Assignment:
Using the entries that follow, write out the line containing "top to bottom", the line containing "pub const OPENAI_PREFIXES: &[&str]", and every line between them, exactly and nothing else.
►
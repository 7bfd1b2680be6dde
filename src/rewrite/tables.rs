//! Version markers and prefix tables.
//!
//! Order within each table is significant: entries are scanned top to bottom
//! and the scan stops at the first literal prefix match.

/// Marker for OpenAI-compatible endpoints.
pub const OPENAI_MARKER: &str = "/v1";

/// Marker for Gemini-native endpoints.
pub const GEMINI_MARKER: &str = "/v1beta";

/// Gemini-native model invocation paths, e.g. `/models/gemini-pro:generateContent`.
pub const GEMINI_PREFIXES: &[&str] = &[
    "/models/gemini",
    "/models/embedding",
    "/models/text",
];

/// OpenAI-compatible endpoint paths.
pub const OPENAI_PREFIXES: &[&str] = &[
    "/chat/completions",
    "/completions",
    "/embeddings",
    "/images/generations",
    "/images/edits",
    "/images/variations",
    "/audio/transcriptions",
    "/audio/translations",
    "/audio/speech",
    "/models",
    "/moderations",
    "/edits",
    "/rerank",
    "/messages",
    "/responses",
    "/realtime",
    "/files",
    "/fine-tunes",
    "/engines/",
];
◄
Response area:
//! Order within each table is significant: entries are scanned top to bottom
//! and the scan stops at the first literal prefix match.

/// Marker for OpenAI-compatible endpoints.
pub const OPENAI_MARKER: &str = "/v1";

/// Marker for Gemini-native endpoints.
pub const GEMINI_MARKER: &str = "/v1beta";

/// Gemini-native model invocation paths, e.g. `/models/gemini-pro:generateContent`.
pub const GEMINI_PREFIXES: &[&str] = &[
    "/models/gemini",
    "/models/embedding",
    "/models/text",
];

/// OpenAI-compatible endpoint paths.
pub const OPENAI_PREFIXES: &[&str] = &[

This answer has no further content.